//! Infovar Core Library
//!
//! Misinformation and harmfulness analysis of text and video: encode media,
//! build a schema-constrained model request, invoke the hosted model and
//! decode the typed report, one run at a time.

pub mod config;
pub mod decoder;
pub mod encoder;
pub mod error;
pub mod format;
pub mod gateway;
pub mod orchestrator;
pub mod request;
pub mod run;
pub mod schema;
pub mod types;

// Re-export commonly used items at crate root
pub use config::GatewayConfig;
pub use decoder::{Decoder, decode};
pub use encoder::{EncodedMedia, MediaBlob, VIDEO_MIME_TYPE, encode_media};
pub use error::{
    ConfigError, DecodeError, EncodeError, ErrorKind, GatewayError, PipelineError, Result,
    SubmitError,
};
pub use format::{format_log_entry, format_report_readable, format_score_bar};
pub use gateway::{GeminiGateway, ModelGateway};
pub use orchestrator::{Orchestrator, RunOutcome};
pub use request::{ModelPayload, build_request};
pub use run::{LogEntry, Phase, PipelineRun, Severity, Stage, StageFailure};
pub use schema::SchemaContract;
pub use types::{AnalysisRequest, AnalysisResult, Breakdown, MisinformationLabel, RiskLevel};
══════════
Every entry, written out exactly, is what the response should contain.

→ Answer for the task
//! Infovar Core Library
//!
//! Misinformation and harmfulness analysis of text and video: encode media,
//! build a schema-constrained model request, invoke the hosted model and
//! decode the typed report, one run at a time.

pub mod config;
pub mod decoder;
pub mod encoder;
pub mod error;
pub mod format;
pub mod gateway;
pub mod orchestrator;
pub mod request;
pub mod run;
pub mod schema;
pub mod types;

// Re-export commonly used items at crate root
pub use config::GatewayConfig;
pub use decoder::{Decoder, decode};
pub use encoder::{EncodedMedia, MediaBlob, VIDEO_MIME_TYPE, encode_media};
pub use error::{
    ConfigError, DecodeError, EncodeError, ErrorKind, GatewayError, PipelineError, Result,
    SubmitError,
};
pub use format::{format_log_entry, format_report_readable, format_score_bar};
pub use gateway::{GeminiGateway, ModelGateway};
pub use orchestrator::{Orchestrator, RunOutcome};
pub use request::{ModelPayload, build_request};
pub use run::{LogEntry, Phase, PipelineRun, Severity, Stage, StageFailure};
pub use schema::SchemaContract;
pub use types::{AnalysisRequest, AnalysisResult, Breakdown, MisinformationLabel, RiskLevel};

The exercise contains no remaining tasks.